What this means if you've been considering peptide therapy
For most patients I see, three things matter most:
- You no longer need to choose between waiting and going gray-market for most of the menu. Compliant compounding for the tissue-repair and GH-axis support categories is back. The only meaningful exceptions are certain GH-axis agents that still require full FDA rulemaking. Until that resolves, Limitless leads GH-axis prescribing with FDA-approved tesamorelin.
- Sourcing is still the question that matters most. A compounded peptide is only as safe as the pharmacy that prepares it. A reputable 503A pharmacy can name its USP-grade APIs, its sterility testing, and its inspection history. So can a 503B. A questionable online vendor cannot.

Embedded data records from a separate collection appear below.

//! Assembly of the 3x3x3 cube in a scene.
//!
//! The cube is a root node owning 27 pieces, each with a box collider on the
//! piece layer, plus a frame collider on the remaining layers that slice
//! queries must filter out. Nine face anchors sit at the front-face cells;
//! between them they reach every horizontal and vertical layer.

use glam::Vec3;

use crate::config::RotatorConfig;
use crate::geometry::{is_cube_aligned, lattice_coord};
use crate::grid::{self, Coord, Layout, DIM, GRID_SIZE};
use crate::scene::{Collider, LayerMask, NodeId, Scene, SceneError, SceneGraph, Transform};

/// Tolerance for a piece to count as resting on the lattice.
const SETTLE_TOLERANCE: f32 = 1e-3;

/// A single cubie.
#[derive(Debug, Clone, Copy, PartialEq, Eq)]
pub struct Piece {
    pub node: NodeId,
    /// Cell the piece was assembled in.
    pub home: Coord,
}

/// Fixed reference point of a rotatable face, in cube-local space.
#[derive(Debug, Clone, Copy, PartialEq)]
pub struct FaceAnchor {
    pub index: usize,
    pub position: Vec3,
}

#[derive(Debug, Clone)]
pub struct Cube {
    root: NodeId,
    frame: NodeId,
    pieces: Vec<Piece>,
    anchors: Vec<FaceAnchor>,
    spacing: f32,
}

impl Cube {
    /// Builds the cube under a new root node placed at `origin`.
    pub fn assemble(
        scene: &mut Scene,
        config: &RotatorConfig,
        origin: Transform,
    ) -> Result<Self, SceneError> {
        let spacing = config.cube.spacing;
        let piece_mask = config.piece_mask();
        // lowest layer of the mask
        let piece_layer = LayerMask(piece_mask.0 & piece_mask.0.wrapping_neg());
        let frame_layers = LayerMask(!piece_mask.0);

        let root = scene.create_node("cube", None, origin)?;

        let frame = scene.create_node("frame", Some(root), Transform::IDENTITY)?;
        if frame_layers != LayerMask::NONE {
            scene.set_collider(
                frame,
                Collider {
                    half_extents: Vec3::splat(DIM as f32 * spacing / 2.0),
                    layers: frame_layers,
                },
            )?;
        }

        let mut pieces = Vec::with_capacity(GRID_SIZE);
        for cell_index in 0..GRID_SIZE {
            let home = grid::idx_to_coord(cell_index);
            let (x, y, z) = home;
            let position = Vec3::new(x as f32, y as f32, z as f32) * spacing;
            let node = scene.create_node(
                &format!("piece ({x}, {y}, {z})"),
                Some(root),
                Transform::from_translation(position),
            )?;
            scene.set_collider(
                node,
                Collider {
                    half_extents: Vec3::splat(config.cube.piece_size / 2.0),
                    layers: piece_layer,
                },
            )?;
            pieces.push(Piece { node, home });
        }

        // front face (z = -1), top-left to bottom-right
        let anchors = (0..DIM * DIM)
            .map(|index| {
                let x = (index % DIM) as f32 - 1.0;
                let y = 1.0 - (index / DIM) as f32;
                FaceAnchor {
                    index,
                    position: Vec3::new(x, y, -1.0) * spacing,
                }
            })
            .collect();

        log::debug!("assembled cube with {} pieces under {root:?}", pieces.len());

        Ok(Self {
            root,
            frame,
            pieces,
            anchors,
            spacing,
        })
    }

    /// Node that owns the pieces when no turn is in progress.
    pub fn root(&self) -> NodeId {
        self.root
    }

    pub fn frame(&self) -> NodeId {
        self.frame
    }

    pub fn pieces(&self) -> &[Piece] {
        &self.pieces
    }

    pub fn anchors(&self) -> &[FaceAnchor] {
        &self.anchors
    }

    pub fn anchor(&self, index: usize) -> Option<&FaceAnchor> {
        self.anchors.get(index)
    }

    pub fn spacing(&self) -> f32 {
        self.spacing
    }

    /// Returns the assembly index of the piece owning `node`.
    pub fn piece_index(&self, node: NodeId) -> Option<usize> {
        self.pieces.iter().position(|piece| piece.node == node)
    }

    /// Pose of a piece relative to the cube root, whoever currently owns it.
    pub fn piece_pose(
        &self,
        graph: &impl SceneGraph,
        piece: &Piece,
    ) -> Result<Transform, SceneError> {
        let root_world = graph.world_transform(self.root)?;
        Ok(root_world.inverse() * graph.world_transform(piece.node)?)
    }

    /// Maps each lattice cell to the piece nearest to it.
    ///
    /// Pieces off the lattice are omitted; if two pieces round to the same
    /// cell the later one wins. Use [`Cube::is_intact`] to detect either.
    pub fn layout(&self, graph: &impl SceneGraph) -> Result<Layout, SceneError> {
        let mut layout: Layout = [None; GRID_SIZE];
        for (index, piece) in self.pieces.iter().enumerate() {
            let coord = lattice_coord(self.piece_pose(graph, piece)?.translation, self.spacing);
            if grid::in_bounds(coord) {
                layout[grid::coord_to_idx(coord)] = Some(index);
            }
        }
        Ok(layout)
    }

    /// Returns whether every piece rests on its own lattice cell with a
    /// cube-aligned rotation and is owned by the cube root.
    pub fn is_intact(&self, graph: &impl SceneGraph) -> Result<bool, SceneError> {
        let mut occupied = [false; GRID_SIZE];
        for piece in &self.pieces {
            if graph.parent(piece.node)? != Some(self.root) {
                return Ok(false);
            }
            let pose = self.piece_pose(graph, piece)?;
            let coord = lattice_coord(pose.translation, self.spacing);
            let (x, y, z) = coord;
            let lattice_point = Vec3::new(x as f32, y as f32, z as f32) * self.spacing;
            if !grid::in_bounds(coord)
                || !pose.translation.abs_diff_eq(lattice_point, SETTLE_TOLERANCE)
                || !is_cube_aligned(pose.rotation, SETTLE_TOLERANCE)
            {
                return Ok(false);
            }
            let cell = &mut occupied[grid::coord_to_idx(coord)];
            if *cell {
                return Ok(false);
            }
            *cell = true;
        }
        Ok(true)
    }
}
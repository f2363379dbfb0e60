//! Interactive viewer for the cube using kiss3d.
//!
//! Keys 1-9 pick the face anchor the next drag turns through, right-button
//! drags turn the layer, `C` cancels a turn in progress.

use std::time::Instant;

use kiss3d::prelude::*;

use cubeturn::cube::Piece;
use cubeturn::scene::SceneGraph;
use cubeturn::Puzzle;

const TITLE: &str = "[1-9] anchor, [right drag] turn, [C] cancel";

/// Color for a piece, derived from the cell it was assembled in so that
/// turned layers stay recognizable.
fn piece_color(piece: &Piece) -> Color {
    let (x, y, z) = piece.home;
    let channel = |c: i32| 0.35 + 0.3 * (c + 1) as f32;
    Color::new(channel(x), channel(y), channel(z), 1.0)
}

/// Drag state between frames.
#[derive(Debug, Default)]
struct Drag {
    held: bool,
    /// Set until the first frame with movement opens the gesture.
    starting: bool,
    last_cursor: Option<(f64, f64)>,
    /// Cursor movement since the previous frame, y up.
    delta: (f32, f32),
}

impl Drag {
    fn take_delta(&mut self) -> glam::Vec2 {
        let (x, y) = std::mem::take(&mut self.delta);
        glam::Vec2::new(x, y)
    }
}

/// Opens the viewer and runs until the window closes.
pub fn play(puzzle: Puzzle, piece_size: f32) {
    pollster::block_on(play_async(puzzle, piece_size));
}

async fn play_async(mut puzzle: Puzzle, size: f32) {
    let mut window = Window::new(&format!("Anchor 5 - {TITLE}")).await;

    let mut camera = OrbitCamera3d::default();
    camera.set_dist(9.0);

    let mut scene = SceneNode3d::empty();
    scene
        .add_light(Light::point(100.0))
        .set_position(Vec3::new(5.0, 5.0, -6.0));

    let mut nodes: Vec<SceneNode3d> = puzzle
        .cube
        .pieces()
        .iter()
        .map(|piece| scene.add_cube(size, size, size).set_color(piece_color(piece)))
        .collect();

    let mut drag = Drag::default();
    let mut last_frame = Instant::now();

    loop {
        for event in window.events().iter() {
            use kiss3d::event::{Action, Key, MouseButton, WindowEvent};
            match event.value {
                WindowEvent::Key(key, Action::Press, _) => {
                    let anchor = match key {
                        Key::Key1 => Some(0),
                        Key::Key2 => Some(1),
                        Key::Key3 => Some(2),
                        Key::Key4 => Some(3),
                        Key::Key5 => Some(4),
                        Key::Key6 => Some(5),
                        Key::Key7 => Some(6),
                        Key::Key8 => Some(7),
                        Key::Key9 => Some(8),
                        Key::C => {
                            puzzle.cancel();
                            drag = Drag::default();
                            None
                        }
                        _ => None,
                    };
                    if let Some(anchor) = anchor {
                        puzzle.active_anchor = anchor;
                        window.set_title(&format!("Anchor {} - {TITLE}", anchor + 1));
                    }
                }
                WindowEvent::MouseButton(MouseButton::Button2, action, _) => match action {
                    Action::Press => {
                        drag.held = true;
                        drag.starting = true;
                        drag.delta = (0.0, 0.0);
                    }
                    Action::Release => {
                        if drag.held && !drag.starting {
                            let delta = drag.take_delta();
                            if let Some(snap) = puzzle.drag_end(delta) {
                                log::info!("snapping {}° to {}°", snap.current, snap.target);
                            }
                        }
                        drag.held = false;
                        drag.starting = false;
                    }
                    _ => {}
                },
                WindowEvent::CursorPos(x, y, _) => {
                    if let (true, Some((last_x, last_y))) = (drag.held, drag.last_cursor) {
                        drag.delta.0 += (x - last_x) as f32;
                        // screen y grows downwards
                        drag.delta.1 -= (y - last_y) as f32;
                    }
                    drag.last_cursor = Some((x, y));
                }
                _ => {}
            }
        }

        if drag.held && drag.delta != (0.0, 0.0) {
            let delta = drag.take_delta();
            if drag.starting {
                drag.starting = false;
                puzzle.drag_begin(delta);
            } else {
                puzzle.drag_update(delta);
            }
        }

        let now = Instant::now();
        puzzle.tick(now - last_frame);
        last_frame = now;

        for (piece, node) in puzzle.cube.pieces().iter().zip(&mut nodes) {
            match puzzle.stage.world_transform(piece.node) {
                Ok(pose) => {
                    node.set_position(Vec3::from_array(pose.translation.to_array()));
                    node.set_rotation(Quat::from_array(pose.rotation.to_array()));
                }
                Err(e) => log::warn!("error reading pose of {:?}: {e}", piece.node),
            }
        }

        if !window.render_3d(&mut scene, &mut camera).await {
            break;
        }
    }
}
//! Cube-aligned rotations and settling of piece poses.
//!
//! A cube has 24 possible orientations in 3D space (the rotation group of a cube).
//! These are the 6 ways to choose which face points up, times 4 rotations around
//! the vertical axis. After every turn each piece must sit on one of them, at a
//! lattice position, or later turns pick up floating-point drift.

use glam::{Mat3, Quat, Vec3};

use crate::grid::Coord;
use crate::scene::Transform;

/// All 24 rotations of a cube, as maps on integer coordinates.
///
/// Organized as 6 face-up choices x 4 rotations around vertical:
/// - Rotations 0-3: +Z face up
/// - Rotations 4-7: +Y face up
/// - Rotations 8-11: -Z face up
/// - Rotations 12-15: -Y face up
/// - Rotations 16-19: +X face up
/// - Rotations 20-23: -X face up
pub const ROTATIONS: [fn(Coord) -> Coord; 24] = [
    // +Z face up (identity orientation), rotate around Z axis
    |(x, y, z)| (x, y, z),      // 0 degrees
    |(x, y, z)| (-y, x, z),     // 90 degrees
    |(x, y, z)| (-x, -y, z),    // 180 degrees
    |(x, y, z)| (y, -x, z),     // 270 degrees
    // +Y face up, rotate around Y axis
    |(x, y, z)| (x, -z, y),
    |(x, y, z)| (z, x, y),
    |(x, y, z)| (-x, z, y),
    |(x, y, z)| (-z, -x, y),
    // -Z face up, rotate around Z axis
    |(x, y, z)| (x, -y, -z),
    |(x, y, z)| (y, x, -z),
    |(x, y, z)| (-x, y, -z),
    |(x, y, z)| (-y, -x, -z),
    // -Y face up, rotate around Y axis
    |(x, y, z)| (x, z, -y),
    |(x, y, z)| (-z, x, -y),
    |(x, y, z)| (-x, -z, -y),
    |(x, y, z)| (z, -x, -y),
    // +X face up, rotate around X axis
    |(x, y, z)| (z, y, -x),
    |(x, y, z)| (-y, z, -x),
    |(x, y, z)| (-z, -y, -x),
    |(x, y, z)| (y, -z, -x),
    // -X face up, rotate around X axis
    |(x, y, z)| (-z, y, x),
    |(x, y, z)| (-y, -z, x),
    |(x, y, z)| (z, -y, x),
    |(x, y, z)| (y, z, x),
];

/// Converts a coordinate map from [`ROTATIONS`] into a quaternion.
fn rotation_to_quat(rotate: fn(Coord) -> Coord) -> Quat {
    let column = |basis: Coord| {
        let (x, y, z) = rotate(basis);
        Vec3::new(x as f32, y as f32, z as f32)
    };
    Quat::from_mat3(&Mat3::from_cols(
        column((1, 0, 0)),
        column((0, 1, 0)),
        column((0, 0, 1)),
    ))
}

/// Returns the 24 cube rotations as quaternions, in [`ROTATIONS`] order.
pub fn cube_rotations() -> [Quat; 24] {
    ROTATIONS.map(rotation_to_quat)
}

/// Returns the cube rotation closest to `rotation`.
pub fn nearest_cube_rotation(rotation: Quat) -> Quat {
    let rotation = rotation.normalize();
    let mut best = Quat::IDENTITY;
    let mut best_alignment = f32::NEG_INFINITY;
    for candidate in cube_rotations() {
        // q and -q are the same rotation
        let alignment = candidate.dot(rotation).abs();
        if alignment > best_alignment {
            best = candidate;
            best_alignment = alignment;
        }
    }
    best
}

/// Returns whether `rotation` is within `tolerance` radians of a cube rotation.
pub fn is_cube_aligned(rotation: Quat, tolerance: f32) -> bool {
    rotation.angle_between(nearest_cube_rotation(rotation)) <= tolerance
}

/// Rounds a position to the nearest lattice point.
pub fn snap_to_lattice(position: Vec3, spacing: f32) -> Vec3 {
    (position / spacing).round() * spacing
}

/// Returns the lattice cell of a position.
pub fn lattice_coord(position: Vec3, spacing: f32) -> Coord {
    let cell = (position / spacing).round();
    (cell.x as i32, cell.y as i32, cell.z as i32)
}

/// Moves a local pose onto the nearest lattice point and cube rotation.
pub fn settle(local: Transform, spacing: f32) -> Transform {
    Transform {
        translation: snap_to_lattice(local.translation, spacing),
        rotation: nearest_cube_rotation(local.rotation),
    }
}
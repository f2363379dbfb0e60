//! A complete host for the rotation engine.
//!
//! [`Stage`] owns the scene and the tween scheduler and implements every
//! collaborator trait the controller needs. [`Puzzle`] adds the assembled
//! cube and the controller, and routes finished tweens back each frame.

use std::time::Duration;

use glam::{Quat, Vec2, Vec3};
use smallvec::SmallVec;

use crate::config::RotatorConfig;
use crate::controller::{GestureRotationController, Orientation};
use crate::cube::Cube;
use crate::diagnostics::Diagnostics;
use crate::grid::Layout;
use crate::scene::{LayerMask, NodeId, Scene, SceneError, SceneGraph, SpatialQuery, Transform};
use crate::snap::SnapResult;
use crate::tween::{Animator, Easing, TweenId, TweenScheduler};

#[derive(Debug, Default)]
pub struct Stage {
    pub scene: Scene,
    pub tweens: TweenScheduler,
}

impl Stage {
    pub fn new() -> Self {
        Self::default()
    }

    /// Steps all tweens. Returns the ones that finished.
    pub fn advance(&mut self, delta: Duration) -> SmallVec<[TweenId; 2]> {
        self.tweens.advance(&mut self.scene, delta)
    }
}

impl SceneGraph for Stage {
    fn create_node(
        &mut self,
        name: &str,
        parent: Option<NodeId>,
        local: Transform,
    ) -> Result<NodeId, SceneError> {
        self.scene.create_node(name, parent, local)
    }

    fn remove_node(&mut self, node: NodeId) -> Result<(), SceneError> {
        self.scene.remove_node(node)
    }

    fn parent(&self, node: NodeId) -> Result<Option<NodeId>, SceneError> {
        self.scene.parent(node)
    }

    fn set_parent(&mut self, node: NodeId, parent: Option<NodeId>) -> Result<(), SceneError> {
        self.scene.set_parent(node, parent)
    }

    fn local_transform(&self, node: NodeId) -> Result<Transform, SceneError> {
        self.scene.local_transform(node)
    }

    fn set_local_transform(&mut self, node: NodeId, local: Transform) -> Result<(), SceneError> {
        self.scene.set_local_transform(node, local)
    }

    fn world_transform(&self, node: NodeId) -> Result<Transform, SceneError> {
        self.scene.world_transform(node)
    }
}

impl SpatialQuery for Stage {
    fn overlap_box(
        &self,
        center: Vec3,
        half_extents: Vec3,
        rotation: Quat,
        mask: LayerMask,
        results: &mut [NodeId],
    ) -> usize {
        self.scene
            .overlap_box(center, half_extents, rotation, mask, results)
    }
}

impl Animator for Stage {
    fn animate(
        &mut self,
        node: NodeId,
        target: Quat,
        duration: Duration,
        easing: Easing,
    ) -> TweenId {
        self.tweens.animate(node, target, duration, easing)
    }

    fn cancel(&mut self, tween: TweenId) -> bool {
        self.tweens.cancel(tween)
    }
}

/// An assembled cube wired to its controller.
pub struct Puzzle {
    pub stage: Stage,
    pub cube: Cube,
    pub controller: GestureRotationController,
    /// Anchor used by the next drag.
    pub active_anchor: usize,
}

impl Puzzle {
    pub fn new(
        config: &RotatorConfig,
        diagnostics: Box<dyn Diagnostics>,
    ) -> Result<Self, SceneError> {
        let mut stage = Stage::new();
        let cube = Cube::assemble(&mut stage.scene, config, Transform::IDENTITY)?;
        let controller = GestureRotationController::new(config, cube.root(), diagnostics);
        Ok(Self {
            stage,
            cube,
            controller,
            active_anchor: 4,
        })
    }

    /// Starts a drag on the active anchor.
    pub fn drag_begin(&mut self, delta: Vec2) -> Option<Orientation> {
        let anchor = *self.cube.anchor(self.active_anchor)?;
        self.controller
            .on_drag_begin(&mut self.stage, &anchor, delta)
    }

    pub fn drag_update(&mut self, delta: Vec2) {
        self.controller.on_drag_update(&mut self.stage, delta);
    }

    pub fn drag_end(&mut self, delta: Vec2) -> Option<SnapResult> {
        self.controller.on_drag_end(&mut self.stage, delta)
    }

    /// Advances animations by one frame and delivers their completions.
    /// Returns how many sessions closed.
    pub fn tick(&mut self, delta: Duration) -> usize {
        let mut closed = 0;
        for tween in self.stage.advance(delta) {
            if self
                .controller
                .on_animation_complete(&mut self.stage, tween)
                .is_some()
            {
                closed += 1;
            }
        }
        closed
    }

    /// Runs frames of `delta` until the controller is idle, at most
    /// `max_frames`. Returns whether it became idle.
    pub fn settle(&mut self, delta: Duration, max_frames: usize) -> bool {
        for _ in 0..max_frames {
            if self.controller.is_idle() {
                return true;
            }
            self.tick(delta);
        }
        self.controller.is_idle()
    }

    /// Drops any turn in progress without animating.
    pub fn cancel(&mut self) {
        self.controller.cancel(&mut self.stage);
    }

    pub fn layout(&self) -> Result<Layout, SceneError> {
        self.cube.layout(&self.stage)
    }

    pub fn is_intact(&self) -> Result<bool, SceneError> {
        self.cube.is_intact(&self.stage)
    }
}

- Monitoring still belongs to the physician, not the patient. Each peptide carries a baseline-and-follow-up plan: tesamorelin patients get IGF-1, glucose, and DEXA review; GH-secretagogue patients get IGF-1 and HbA1c review; NAD+ patients get hepatic and energy-marker review. Skipping that step is what separates therapeutic peptide use from the wellness-fad version.
The Limitless position, in one paragraph
Compounded peptides are real medicine when used correctly: a documented indication, a licensed pharmacy of origin, a written prescription, an informed-consent document, a defined monitoring plan, and a stop point. We do not stock retail peptides, sell at the front desk, or refer to online vendors. Every peptide a Limitless patient receives originates from a state-licensed 503A or FDA-registered 503B pharmacy under prescription written by me. That standard didn't change on April 23. The lane it operates in did.
What's next: the July PCAC review
The April 23 reclassification was the procedural step. The substantive review is scheduled for the July 23–24, 2026 PCAC meeting, where the committee will weigh formal status for these peptides under 503A and 503B compounding rules. The most likely outcome — though no committee outcome is guaranteed — is continued legal access through licensed compounding with structured monitoring expectations. We'll publish a follow-up note once the meeting concludes.
If you've been waiting for the regulatory picture to settle before considering peptide therapy, the current environment is the most stable it's been in three years. If you've been doing it without a physician — through a vendor, a clinic-in-a-box, or a friend — this is a good moment to bring it back into the medical lane.